The housing market is gearing up for its busiest season yet, with prices soaring and mortgage rates on the rise. According to Dow Jones Market Data, the 10-year Treasury yield, which is a key indicator for mortgage rates, reached 4.163% on Monday. This increase, along with Friday’s surge, marks the largest two-day gain since June 2022. The rise in yield comes as a result of stronger-than-expected job numbers and ISM price data, indicating that the Federal Reserve’s anticipated rate cuts may be delayed.
As a result of this surge, one measure of mortgage rates surpassed 7% for the first time since mid-December. According to a survey by Mortgage News Daily, the 30-year fixed mortgage rate stood at 7.04% at midday on Monday.

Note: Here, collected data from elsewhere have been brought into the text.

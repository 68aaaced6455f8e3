//! arXiv source implementation.
//!
//! Searches through the UC Davis front end, whose query language takes
//! `field: (words)` clauses joined by `and`/`or`/`not`, and a bracketed list of
//! words for "any of". Results are scraped from the HTML listing.

use async_trait::async_trait;
use scraper::{Html, Selector};

use crate::models::{CanonicalQuery, Field, QueryExpr, RawRecord, Term};
use crate::query::structured;
use crate::sources::dialect::{close_parentheses, format_value, DateSpec, ARXIV_STYLE};
use crate::sources::{BackendQuery, ResultPage, Source, SourceCapabilities, SourceError};

const FRONT_URL: &str = "https://front.math.ucdavis.edu/search";
const FRONT_HOME: &str = "https://front.math.ucdavis.edu/";

/// Results requested per search
const RESULT_COUNT: usize = 200;

/// Years listed for an open-ended date restriction
const YEAR_SPAN: u32 = 20;

/// Field codes the front end understands when typed directly
const KNOWN_CODES: &[&str] = &["ti", "au", "ab", "soc", "jr", "doi", "cat", "co"];

/// arXiv search through the UC Davis front end
#[derive(Debug, Clone)]
pub struct ArxivSource {
    base_url: String,
}

impl ArxivSource {
    pub fn new() -> Self {
        Self::with_base_url(FRONT_URL)
    }

    /// Point the source at another server, e.g. a test double
    pub fn with_base_url(base_url: impl Into<String>) -> Self {
        Self {
            base_url: base_url.into(),
        }
    }

    fn clause(term: &Term) -> Option<String> {
        let code = match &term.field {
            Field::Title => "ti",
            Field::Author => "au",
            Field::Msc => "soc",
            Field::Journal => "jr",
            Field::Doi => "doi",
            Field::Any | Field::None => "",
            Field::Date => return DateSpec::parse(&term.value).and_then(|spec| date_clause(&spec)),
            Field::Other(code) => match code.to_lowercase().as_str() {
                "abs" => "ab",
                code => KNOWN_CODES.iter().copied().find(|known| *known == code)?,
            },
            _ => return None,
        };

        let value = match term.field {
            // "Smith, J" is written "Smith-J"
            Field::Author => regex!(r"\b(\w+)\s*,\s*(\w)\b\*?")
                .replace_all(&term.value, "$1-$2")
                .into_owned(),
            _ => term.value.clone(),
        };
        let value = format_value(&close_parentheses(&value), &ARXIV_STYLE);
        if value.is_empty() {
            return None;
        }

        Some(if code.is_empty() {
            format!("({})", value)
        } else {
            format!("{}: ({})", code, value)
        })
    }

    fn render(expr: &QueryExpr) -> Option<String> {
        let join = |items: &[QueryExpr], sep: &str| {
            let parts: Vec<String> = items.iter().filter_map(Self::render).collect();
            (!parts.is_empty()).then(|| parts.join(sep))
        };

        match expr {
            QueryExpr::Field(term) => Self::clause(term),
            QueryExpr::And(items) => join(items, " and "),
            QueryExpr::Or(items) => join(items, " or "),
            QueryExpr::Not(inner) => Self::render(inner).map(|s| format!("not {}", s)),
            QueryExpr::Group(inner) => Self::render(inner).map(|s| format!("({})", s)),
        }
    }
}

impl Default for ArxivSource {
    fn default() -> Self {
        Self::new()
    }
}

/// The front end has no year ranges, so every year is listed. Ranges keep
/// their last `YEAR_SPAN + 1` years.
fn date_clause(spec: &DateSpec) -> Option<String> {
    let years: Vec<u32> = match spec {
        DateSpec::Range(first, last) => {
            let (first, last) = if first <= last {
                (*first, *last)
            } else {
                (*last, *first)
            };
            (first.max(last.saturating_sub(YEAR_SPAN))..=last).collect()
        }
        DateSpec::After(year) => (year + 1..=year + YEAR_SPAN).collect(),
        DateSpec::Before(year) => (year.saturating_sub(YEAR_SPAN)..*year).collect(),
        DateSpec::Years(years) => years.clone(),
    };
    (!years.is_empty()).then(|| {
        format!(
            "date: [{}]",
            years.iter().map(u32::to_string).collect::<Vec<_>>().join(" ")
        )
    })
}

fn selector(css: &str) -> Result<Selector, SourceError> {
    Selector::parse(css).map_err(|e| SourceError::Parse(format!("selector {}: {:?}", css, e)))
}

#[async_trait]
impl Source for ArxivSource {
    fn id(&self) -> &str {
        "arxiv"
    }

    fn name(&self) -> &str {
        "arXiv"
    }

    fn capabilities(&self) -> SourceCapabilities {
        SourceCapabilities::SEARCH | SourceCapabilities::WEBSITE
    }

    fn identifier_query(&self, query: &CanonicalQuery) -> Option<BackendQuery> {
        let term = query.identifier(&Field::Arxiv)?;
        Some(BackendQuery::new().with("q", format!("id: ([{}])", term.ids().join(" "))))
    }

    fn format_query(&self, query: &CanonicalQuery) -> Result<BackendQuery, SourceError> {
        let query = structured(query);
        let Some(q) = query.to_expr().as_ref().and_then(Self::render) else {
            return Ok(BackendQuery::new());
        };

        let q = regex!(r"\s+").replace_all(&q, " ");
        Ok(BackendQuery::new().with("q", q.trim()))
    }

    fn search_url(&self, query: &BackendQuery) -> String {
        format!("{}?n={}&{}", self.base_url, RESULT_COUNT, query.encode())
    }

    fn parse_results(&self, body: &[u8]) -> Result<ResultPage, SourceError> {
        let html = String::from_utf8_lossy(body);
        if html.contains("<title>Front: Not found</title>") {
            return Ok(ResultPage::default());
        }

        let document = Html::parse_document(&html);
        let listing = selector("table.listing")?;
        let link = selector("a[href]")?;
        let bold = selector("b")?;
        let author = selector("a[href*=\"author\"]")?;
        let fromto = selector("p.fromto")?;

        let mut records = Vec::new();
        for table in document.select(&listing) {
            let Some(id) = table
                .select(&link)
                .next()
                .and_then(|a| a.value().attr("href"))
                .map(|href| href.trim_matches('/').to_string())
            else {
                continue;
            };

            let title = table
                .select(&bold)
                .next()
                .map(|b| b.text().collect::<String>())
                .unwrap_or_default();
            let title = title.trim().trim_end_matches('.').trim();

            let authors: Vec<String> = table
                .select(&author)
                .map(|a| {
                    let name = a.text().collect::<String>();
                    let name = regex!(r"\(\w+\)").replace_all(&name, "");
                    name.split_whitespace().collect::<Vec<_>>().join(" ")
                })
                .filter(|name| !name.is_empty())
                .collect();

            records.push(
                RawRecord::new("unpublished", id.as_str())
                    .with_field("author", authors.join(" and "))
                    .with_field("title", title)
                    .with_field("arxiv", id.as_str()),
            );
        }

        let total = document
            .select(&fromto)
            .next()
            .map(|p| p.text().collect::<String>())
            .and_then(|text| {
                regex!(r"of\s+(\d+)")
                    .captures(&text)
                    .and_then(|c| c[1].parse().ok())
            });

        tracing::debug!("arXiv listing has {} records (total {:?})", records.len(), total);
        Ok(ResultPage::new(records).with_total(total))
    }

    fn website_url(&self, query: &BackendQuery) -> Option<String> {
        Some(self.search_url(query))
    }

    fn clean_website(&self, html: &str) -> String {
        let data = match html.find("<table class=\"listing") {
            Some(start) => &html[start..],
            None => html,
        };
        let data = regex!(r#"(?s)<p class="fromto.*$"#).replace(data, "");
        let data = regex!(r#"(?s)<table class="listing.*?<td class="text">"#).replace_all(&data, "<p>");
        let data = regex!(r"(?s)</td.*?</table>").replace_all(&data, "</p>");
        let data = regex!(r#"(?s)\(?<a href="/(math|phys).*?</p>"#).replace_all(&data, "</p>");
        // author list before the title
        let data = regex!(r"(?s)(<b>.*?</b>)(.*?)</p>").replace_all(&data, "$2$1</p>");
        data.replace("href=\"/", &format!("href=\"{}", FRONT_HOME))
    }
}

#[cfg(test)]
mod tests {
    use super::*;
    use crate::query::classify;
    use std::ops::RangeInclusive;

    fn years(range: RangeInclusive<u32>) -> Option<String> {
        Some(format!(
            "date: [{}]",
            range.map(|y| y.to_string()).collect::<Vec<_>>().join(" ")
        ))
    }

    const LISTING: &str = r#"<html><head><title>Front: search results</title></head><body>
<table class="listing"><tr><td class="item"><a href="/math.AG/0101001">math.AG/0101001</a></td>
<td class="text"><b>On moduli of curves &amp; surfaces.</b>
<a href="/author/Smith-J">John Smith</a>, <a href="/author/Doe-A">Anna Doe (MIT)</a></td></tr></table>
<table class="listing"><tr><td class="item"><a href="/1234.5678">1234.5678</a></td>
<td class="text"><b>Rings</b> <a href="/author/Roe-R">R. Roe</a></td></tr></table>
<p class="fromto">Showing 1-2 of 37</p>
</body></html>"#;

    #[test]
    fn test_identifier_query() {
        let source = ArxivSource::new();
        let request = source
            .prepare(&classify("arXiv:1234.5678 and arxiv: 2345.67890v2"))
            .unwrap();
        assert_eq!(request.get("q"), Some("id: ([1234.5678 2345.67890v2])"));
    }

    #[test]
    fn test_field_query() {
        let source = ArxivSource::new();
        let request = source
            .prepare(&classify("au: Smith, J ti: groups rings"))
            .unwrap();
        assert_eq!(
            request.get("q"),
            Some("au: (Smith-J) and ti: (groups and rings)")
        );
    }

    #[test]
    fn test_date_enumeration() {
        assert_eq!(
            date_clause(&DateSpec::Range(2001, 2005)),
            Some("date: [2001 2002 2003 2004 2005]".to_string())
        );
        assert_eq!(date_clause(&DateSpec::After(2000)), years(2001..=2020));
        assert_eq!(date_clause(&DateSpec::Before(2000)), years(1980..=1999));
    }

    #[test]
    fn test_date_ranges_are_bounded() {
        assert_eq!(date_clause(&DateSpec::Range(1000, 3000)), years(2980..=3000));
        assert_eq!(date_clause(&DateSpec::Range(2005, 2001)), years(2001..=2005));
        assert_eq!(date_clause(&DateSpec::Before(0)), None);

        let term = Term::new(Field::Date, "2005-2001");
        assert_eq!(
            ArxivSource::clause(&term),
            Some("date: [2001 2002 2003 2004 2005]".to_string())
        );
    }

    #[test]
    fn test_parse_listing() {
        let page = ArxivSource::new().parse_results(LISTING.as_bytes()).unwrap();
        assert_eq!(page.total, Some(37));
        assert_eq!(page.records.len(), 2);

        let first = &page.records[0];
        assert_eq!(first.entry_type, "unpublished");
        assert_eq!(first.field("arxiv"), Some("math.AG/0101001"));
        assert_eq!(first.field("title"), Some("On moduli of curves & surfaces"));
        assert_eq!(first.field("author"), Some("John Smith and Anna Doe"));

        assert_eq!(page.records[1].key, "1234.5678");
        assert_eq!(page.records[1].field("title"), Some("Rings"));
    }

    #[test]
    fn test_not_found_sentinel() {
        let html = "<html><head><title>Front: Not found</title></head></html>";
        let page = ArxivSource::new().parse_results(html.as_bytes()).unwrap();
        assert!(page.records.is_empty());
        assert_eq!(page.total, None);
    }

    #[test]
    fn test_search_url() {
        let source = ArxivSource::with_base_url("http://localhost/search");
        let url = source.search_url(&BackendQuery::new().with("q", "ti: (x)"));
        assert_eq!(url, "http://localhost/search?n=200&q=ti%3A+%28x%29");
    }
}
/// Compile a regex literal once and hand out a `&'static Regex`.
macro_rules! regex {
    ($re:literal $(,)?) => {{
        static RE: std::sync::OnceLock<regex::Regex> = std::sync::OnceLock::new();
        RE.get_or_init(|| regex::Regex::new($re).expect("invalid regex literal"))
    }};
}
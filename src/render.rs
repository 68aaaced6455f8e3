//! Turning resolved records into output text.
//!
//! Citation styles are out of scope here: [`Renderer`] is the seam a style
//! engine plugs into, and [`BibtexRenderer`] emits the normalized BibTeX itself.

use serde::{Deserialize, Serialize};

use crate::models::FetchOutcome;
use crate::utils::latex::escape_html;

/// Which kind of lookup the output is for
#[derive(Debug, Clone, Copy, Default, PartialEq, Eq, Serialize, Deserialize)]
#[serde(rename_all = "lowercase")]
pub enum RenderKind {
    #[default]
    Search,
    Batch,
}

/// Output options
#[derive(Debug, Clone, Default, PartialEq, Eq, Serialize, Deserialize)]
#[serde(default)]
pub struct RenderOptions {
    /// Emit BibTeX instead of formatted citations
    pub bibtex_out: bool,

    /// Reuse the `\bibitem{...}` captured from the query
    pub keep_bibitems: bool,

    /// Let the renderer generate bibitems
    pub gen_bibitems: bool,

    #[serde(skip)]
    pub kind: RenderKind,

    /// Produce HTML instead of plain text
    pub html: bool,
}

impl RenderOptions {
    /// The bibitem to print before the records, if any.
    ///
    /// A captured bibitem is kept only when keeping is on; generation is then
    /// switched off. Without a captured bibitem nothing is kept.
    pub fn bibitem<'a>(&self, captured: Option<&'a str>) -> Option<&'a str> {
        let captured = captured.filter(|b| !b.trim().is_empty());
        let generate = if captured.is_some() && self.keep_bibitems {
            false
        } else {
            self.gen_bibitems
        };

        if !self.keep_bibitems || generate {
            None
        } else {
            captured
        }
    }
}

/// Renders the records of an outcome
pub trait Renderer: Send + Sync {
    fn render(&self, outcome: &FetchOutcome, options: &RenderOptions) -> String;
}

/// Writes the records as normalized BibTeX
#[derive(Debug, Clone, Copy, Default)]
pub struct BibtexRenderer;

impl Renderer for BibtexRenderer {
    fn render(&self, outcome: &FetchOutcome, options: &RenderOptions) -> String {
        let mut text = String::new();
        if !options.bibtex_out {
            if let Some(bibitem) = options.bibitem(outcome.bibitem.as_deref()) {
                text.push_str(bibitem.trim_end());
                text.push('\n');
            }
        }
        text.push_str(&outcome.bibtex());

        if !options.html {
            return text;
        }
        match options.kind {
            RenderKind::Search => outcome
                .records
                .iter()
                .map(|r| format!("<pre>{}</pre>", escape_html(&r.to_bibtex())))
                .collect::<Vec<_>>()
                .join("\n"),
            RenderKind::Batch => format!("<pre>{}</pre>", escape_html(&text)),
        }
    }
}
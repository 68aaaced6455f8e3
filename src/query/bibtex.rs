//! Partial BibTeX records used as queries.

use crate::models::{Field, QueryEntry, Term};
use crate::utils::bibtex::parse_entries;

/// Terms from the first entry's author, title, journal, year and identifier fields
pub fn parse(text: &str) -> Vec<QueryEntry> {
    let Some(record) = parse_entries(text).into_iter().next() else {
        return Vec::new();
    };

    record
        .fields
        .iter()
        .filter_map(|(name, value)| {
            let field = match name.to_lowercase().as_str() {
                "author" => Field::Author,
                "title" => Field::Title,
                "journal" => Field::Journal,
                "year" | "date" => Field::Date,
                "mrnumber" => Field::Mr,
                "zbl" => Field::Zbl,
                "arxiv" => Field::Arxiv,
                _ => return None,
            };
            Some(QueryEntry::Term(Term::new(field, strip_markup(value))))
        })
        .collect()
}

/// Drop TeX commands, accents, formulas and braces, keeping the words
fn strip_markup(value: &str) -> String {
    let value = regex!(r"(?s)\$.*?\$").replace_all(value, "");
    let value = regex!(r"\\[A-Za-z]{2,}").replace_all(&value, "");
    let value = regex!(r"\\\W|\\\w([\\{])").replace_all(&value, "$1");
    let value = value.replace(['{', '}'], "").replace('~', " ");
    value.split_whitespace().collect::<Vec<_>>().join(" ")
}
//! MathSciNet source implementation.
//!
//! Uses the publication search form with BibTeX output. The form takes up to ten
//! search cells (`pgN` field code, `sN` value, `coN` connective) plus a date
//! restriction, and pages through results with the `r` offset parameter.

use async_trait::async_trait;

use crate::models::{CanonicalQuery, Connector, Field, Term};
use crate::query::structured;
use crate::sources::dialect::{
    close_parentheses, format_author, format_value, DateSpec, MATHSCINET_STYLE,
};
use crate::sources::{BackendQuery, Pagination, ResultPage, Source, SourceCapabilities, SourceError};
use crate::utils::bibtex::parse_entries;
use crate::utils::latex::unescape_html;

const MSN_SEARCH_URL: &str = "https://mathscinet.ams.org/mathscinet/search/publications.html";

/// Most search cells the form accepts
const MAX_CELLS: usize = 10;

/// Records per result page
const PAGE_SIZE: usize = 100;

/// Search-form field codes for the short codes users can type
const FIELD_CODES: &[(&str, &str)] = &[
    ("ref", "REFF"),
    ("ic", "IC"),
    ("se", "SE"),
    ("rt", "RT"),
    ("mr", "MR"),
    ("rev", "RVCN"),
    ("all", "ALLF"),
    ("any", "ALLF"),
    ("mscp", "PC"),
    ("pc", "PC"),
    ("cc", "CC"),
    ("msc", "CC"),
    ("ar", "ICN"),
    ("rel", "ICN"),
    ("icn", "ICN"),
    ("aid", "INDI"),
    ("ti", "TI"),
];

/// MathSciNet publication search
#[derive(Debug, Clone)]
pub struct MathSciNetSource {
    base_url: String,
}

impl MathSciNetSource {
    pub fn new() -> Self {
        Self::with_base_url(MSN_SEARCH_URL)
    }

    /// Point the source at another server, e.g. a test double
    pub fn with_base_url(base_url: impl Into<String>) -> Self {
        Self {
            base_url: base_url.into(),
        }
    }

    fn mr_query(ids: &str) -> BackendQuery {
        BackendQuery::new()
            .with("pg1", "MR")
            .with("co1", "AND")
            .with("s1", ids)
    }

    fn cell_value(term: &Term) -> String {
        match term.field {
            Field::Type => term
                .value
                .chars()
                .find_map(|c| match c {
                    'a' => Some("Proceedings"),
                    'b' => Some("Books"),
                    'j' => Some("Journals"),
                    _ => None,
                })
                .unwrap_or_default()
                .to_string(),
            Field::Author => format_author(&term.value, &MATHSCINET_STYLE),
            _ => format_value(&close_parentheses(&term.value), &MATHSCINET_STYLE),
        }
    }
}

impl Default for MathSciNetSource {
    fn default() -> Self {
        Self::new()
    }
}

/// Search-form code for a field, `None` when the form has no such field
fn field_code(field: &Field) -> Option<&'static str> {
    match field {
        Field::Title => Some("TI"),
        Field::Author => Some("AUCN"),
        Field::Journal => Some("JOUR"),
        Field::Any | Field::None => Some("ALLF"),
        Field::Type => Some("ET"),
        Field::Msc => Some("CC"),
        Field::Mr => Some("MR"),
        Field::Other(code) => {
            let code = code.to_lowercase();
            FIELD_CODES
                .iter()
                .find(|(short, long)| *short == code || long.eq_ignore_ascii_case(&code))
                .map(|(_, long)| *long)
        }
        _ => None,
    }
}

fn date_params(spec: &DateSpec) -> BackendQuery {
    let request = BackendQuery::new().with("dr", "pubyear");
    match spec {
        DateSpec::Range(first, last) => request
            .with("yearRangeFirst", first.to_string())
            .with("yearRangeSecond", last.to_string()),
        DateSpec::After(year) => request.with("yrop", "gt").with("arg3", year.to_string()),
        DateSpec::Before(year) => request.with("yrop", "lt").with("arg3", year.to_string()),
        DateSpec::Years(years) => request
            .with("yrop", "eq")
            .with("arg3", years.first().map(u32::to_string).unwrap_or_default()),
    }
}

/// Keep only the number in `MRNUMBER` fields, which also carry the review class
pub(crate) fn fix_mrnumber(data: &str) -> String {
    regex!(r"(?mi)MRNUMBER\s*=\s*\{(.*?)(\s|\}).*$")
        .replace_all(data, "MRNUMBER = {$1},")
        .into_owned()
}

#[async_trait]
impl Source for MathSciNetSource {
    fn id(&self) -> &str {
        "mathscinet"
    }

    fn name(&self) -> &str {
        "MathSciNet"
    }

    fn capabilities(&self) -> SourceCapabilities {
        SourceCapabilities::SEARCH | SourceCapabilities::PAGINATION | SourceCapabilities::WEBSITE
    }

    fn identifier_query(&self, query: &CanonicalQuery) -> Option<BackendQuery> {
        query
            .identifier(&Field::Mr)
            .map(|term| Self::mr_query(&term.value))
    }

    fn format_query(&self, query: &CanonicalQuery) -> Result<BackendQuery, SourceError> {
        let query = structured(query);
        let Some(expr) = query.to_expr() else {
            return Ok(BackendQuery::new());
        };

        let mut date = None;
        // connective to the previous cell, field code, search text
        let mut cells: Vec<(Connector, &str, String)> = Vec::new();

        for (connector, term) in expr.linearize() {
            if !term.value.chars().any(char::is_alphanumeric) {
                continue;
            }

            match &term.field {
                Field::Mr => return Ok(Self::mr_query(&term.value)),
                Field::Date => {
                    if date.is_none() {
                        date = DateSpec::parse(&term.value);
                    }
                }
                field => {
                    let Some(code) = field_code(field) else {
                        continue;
                    };
                    let value = Self::cell_value(term);
                    if !value.is_empty() {
                        cells.push((connector, code, value));
                    }
                }
            }
        }

        if cells.len() > MAX_CELLS {
            tracing::debug!("MathSciNet query truncated to {} fields", MAX_CELLS);
        }

        let mut request = BackendQuery::new();
        for (i, (_, code, value)) in cells.iter().take(MAX_CELLS).enumerate() {
            // each cell carries the connective joining it to the next one
            let connector = cells
                .get(i + 1)
                .map(|(c, _, _)| *c)
                .unwrap_or(Connector::And);
            let cell = i + 1;
            request.push(format!("pg{}", cell), *code);
            request.push(format!("co{}", cell), connector.as_str());
            request.push(format!("s{}", cell), value.as_str());
        }
        if let Some(spec) = date {
            request.extend(date_params(&spec));
        }

        Ok(request)
    }

    fn search_url(&self, query: &BackendQuery) -> String {
        format!("{}?fmt=bibtex&extend=1&{}", self.base_url, query.encode())
    }

    fn pagination(&self) -> Option<Pagination> {
        Some(Pagination {
            page_size: PAGE_SIZE,
            offset_param: "r",
            offset_correction: 1,
        })
    }

    fn parse_results(&self, body: &[u8]) -> Result<ResultPage, SourceError> {
        let html = String::from_utf8_lossy(body);

        let Some(doc) = regex!(r#"(?s)"doc">(.*)<div id="foot"#)
            .captures(&html)
            .and_then(|c| c.get(1))
        else {
            tracing::debug!("MathSciNet page has no result section - returning empty results");
            return Ok(ResultPage::default());
        };

        let data = doc.as_str().split("<pre>").skip(1).collect::<String>();
        let data = regex!(r"</?(div|pre)>").replace_all(&data, "");
        let data = unescape_html(&fix_mrnumber(&data));

        Ok(ResultPage::new(parse_entries(&data)))
    }

    fn website_url(&self, query: &BackendQuery) -> Option<String> {
        Some(format!("{}?fmt=hl&extend=1&{}", self.base_url, query.encode()))
    }

    fn clean_website(&self, html: &str) -> String {
        let data = regex!(r#"(?s)^.*?<div class="headlineText">"#).replace(html, "");
        let data = regex!(r"(?s)</form>.*").replace(&data, "");
        let data = regex!(r#"(?s)<div class="sfx.*?</noscript>.*?</div>"#).replace_all(&data, "");
        let data = regex!(r#"(?s)<div class="headlineMenu.*?</div>"#).replace_all(&data, "");
        let data = regex!(r#"(?s)<div class="headline_dates.*?<div class="headlineText">"#)
            .replace_all(&data, "</p><p>");
        let data = regex!(r"(?s)<div.*").replace(&data, "");
        let data = regex!(r#"(?s)<a class="item_status.*?</a>"#).replace_all(&data, "&nbsp;");
        let data = regex!(r"(?s)\(Reviewer:.*?(<a\s)").replace_all(&data, "$1");
        let data = regex!(r"(?s)<a href=[^<]*?mscdoc[^/]*?</a>").replace_all(&data, "");
        let data = regex!(r#"(?s)(class|title)="[^"]*""#).replace_all(&data, "");
        let data = data.replace("href=\"/math", "href=\"https://mathscinet.ams.org/math");
        format!("<p>{}</p>", data)
    }
}

#[cfg(test)]
mod tests {
    use super::*;
    use crate::query::classify;

    fn params(request: &BackendQuery) -> Vec<(&str, &str)> {
        request
            .params()
            .iter()
            .map(|(k, v)| (k.as_str(), v.as_str()))
            .collect()
    }

    #[test]
    fn test_mr_number_query() {
        let source = MathSciNetSource::new();
        let request = source.prepare(&classify("MR1234567")).unwrap();
        assert_eq!(
            params(&request),
            vec![("pg1", "MR"), ("co1", "AND"), ("s1", "1234567")]
        );
    }

    #[test]
    fn test_field_query_cells() {
        let source = MathSciNetSource::new();
        let request = source
            .prepare(&classify("au: Smith or au: Jones ti: groups rings date: 2001-2005"))
            .unwrap();
        assert_eq!(
            params(&request),
            vec![
                ("pg1", "AUCN"),
                ("co1", "OR"),
                ("s1", "Smith"),
                ("pg2", "AUCN"),
                ("co2", "AND"),
                ("s2", "Jones"),
                ("pg3", "TI"),
                ("co3", "AND"),
                ("s3", "groups and rings"),
                ("dr", "pubyear"),
                ("yearRangeFirst", "2001"),
                ("yearRangeSecond", "2005"),
            ]
        );
    }

    #[test]
    fn test_date_inequality_and_type() {
        let source = MathSciNetSource::new();
        let request = source
            .prepare(&classify("ti: groups date: >1999 type: book"))
            .unwrap();
        assert_eq!(request.get("yrop"), Some("gt"));
        assert_eq!(request.get("arg3"), Some("1999"));
        assert_eq!(request.get("pg2"), Some("ET"));
        assert_eq!(request.get("s2"), Some("Books"));
    }

    #[test]
    fn test_connector_skips_dates_and_dropped_fields() {
        let source = MathSciNetSource::new();
        let request = source
            .prepare(&classify("au: Smith date: 2001 or ti: groups"))
            .unwrap();
        assert_eq!(request.get("pg1"), Some("AUCN"));
        assert_eq!(request.get("co1"), Some("OR"));
        assert_eq!(request.get("pg2"), Some("TI"));
        assert_eq!(request.get("co2"), Some("AND"));
        assert_eq!(request.get("pg3"), None);

        let request = source
            .prepare(&classify("au: Smith xx: foo or ti: groups"))
            .unwrap();
        assert_eq!(request.get("co1"), Some("OR"));
        assert_eq!(request.get("pg2"), Some("TI"));
    }

    #[test]
    fn test_cell_limit() {
        let source = MathSciNetSource::new();
        let text = (0..12)
            .map(|i| format!("ti: word{}", i))
            .collect::<Vec<_>>()
            .join(" ");
        let request = source.prepare(&classify(&text)).unwrap();
        assert!(request.get("pg10").is_some());
        assert!(request.get("pg11").is_none());
    }

    #[test]
    fn test_unknown_codes_dropped() {
        assert_eq!(field_code(&Field::Other("cc".to_string())), Some("CC"));
        assert_eq!(field_code(&Field::Other("icn".to_string())), Some("ICN"));
        assert_eq!(field_code(&Field::Other("xx".to_string())), None);
        assert_eq!(field_code(&Field::Doi), None);
    }

    #[test]
    fn test_search_url() {
        let source = MathSciNetSource::with_base_url("http://localhost/msn");
        let url = source.search_url(&BackendQuery::new().with("pg1", "TI").with("s1", "a b"));
        assert_eq!(url, "http://localhost/msn?fmt=bibtex&extend=1&pg1=TI&s1=a+b");
    }

    #[test]
    fn test_parse_results() {
        let html = r#"<html><div id="doc"><div id="content">
<div class="headline"><pre>
@article {MR1234567,
    AUTHOR = {Smith, J.},
     TITLE = {On groups &amp; rings},
   JOURNAL = {Ann. of Math.},
      YEAR = {2001},
  MRNUMBER = {1234567 (2002a:20001)},
}
</pre></div><div class="headline"><pre>
@book {MR7654321,
    AUTHOR = {Doe, A.},
     TITLE = {Rings},
      YEAR = {1999},
  MRNUMBER = {7654321},
}
</pre></div>
</div><div id="foot">footer</div></html>"#;
        let page = MathSciNetSource::new()
            .parse_results(html.as_bytes())
            .unwrap();
        assert_eq!(page.records.len(), 2);
        assert_eq!(page.records[0].field("mrnumber"), Some("1234567"));
        assert_eq!(page.records[0].field("title"), Some("On groups & rings"));
        assert_eq!(page.records[1].key, "MR7654321");
    }

    #[test]
    fn test_parse_results_without_doc_section() {
        let page = MathSciNetSource::new()
            .parse_results(b"<html>No results</html>")
            .unwrap();
        assert!(page.records.is_empty());
    }
}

Prospective buyers are no strangers to the volatility of mortgage rates. In early 2021, the 30-year fixed rate dropped to a historic low of 2.65%, as reported by Freddie Mac. However, over the years that followed, mortgage rates climbed to their highest point in two decades, reaching 7.79% in late October 2023. Last week, Freddie Mac recorded a weekly average rate of 6.63%. Nevertheless, the recent surge in Treasury yields suggests that rates will continue to rise this week.
The combination of increasing rates and persistently high prices could create challenges for potential buyers as the traditionally busy spring season approaches. Redfin reported that the median home sold for $361,245 in the four weeks ending on January 28th, marking a 5.5% increase compared to the previous year.
Conclusion
With mortgage rates on the rise and home prices reaching new highs, the housing market is preparing for an eventful spring season. Potential buyers should be prepared for increased volatility and possible affordability challenges in the coming months.
Housing Costs and the Federal Reserve
Four Democratic U.S. senators—Elizabeth Warren, John Hickenlooper, Jacky Rosen, and Sheldon Whitehouse—recently penned an open letter addressing the issue of housing costs to Federal Reserve Chair Jerome Powell. In the letter, they expressed concern that high interest rates are exacerbating the country’s housing access and affordability crisis. The senators urged Powell to consider the impact of the Fed’s interest rate decisions on the housing market and to reverse rate hikes that have made affordable housing increasingly unattainable.
However, Powell made it clear that addressing housing costs is not within the purview of the Federal Reserve. During a press conference following a Federal Open Market Committee meeting, Powell emphasized that the Fed’s statutory goals are centered around maximum employment and price stability. He stated, “We’re not targeting housing price inflation, the cost of housing, or any of those things.” The Fed’s primary focus is on maintaining a stable economy.
Contrary to previous expectations by futures traders, Powell indicated that it is unlikely for the FOMC to cut rates in March. Currently, futures markets are predicting five 0.25% rate cuts for 2024, down from six anticipated cuts just last month according to the CME FedWatch tool.
Powell acknowledged that the Federal Reserve is aware of how rate hikes and cuts impact the housing market. However, he also noted that there are underlying issues regarding the availability of housing that cannot be addressed through monetary policy. Powell stated, “There hasn’t been enough housing built, and these are not things that we have any tools to address.”
As the country continues to grapple with the ongoing housing crisis, it is essential for policymakers to explore comprehensive solutions beyond monetary policy adjustments. While the senators’ concerns regarding housing costs are valid, it is important to recognize that the Federal Reserve’s primary objectives lie within its mandate of employment and price stability. Addressing the availability and affordability of housing requires collaborative efforts from various stakeholders across the government and private sector.
Builder Stocks Face Decline Amidst Shifting Rate Expectations
The builder stocks market experienced a notable decline on Monday, as reflected by the iShares U.S. Home Construction exchange-traded fund, which dropped by 1.1% during the afternoon session. These stocks, which had been on an upward trajectory in the final months of 2023, encountered a speed bump: the ETF has now experienced a year-to-date decline of 0.8%, while the S&P 500 saw a gain of 3.8%.
The decline in builder stocks was expected as early as late last year. Analysts suggested that the shift in expectations for Federal Reserve rate cuts could potentially cause mortgage rates to rise, ultimately leading to a downward trend for builder stocks.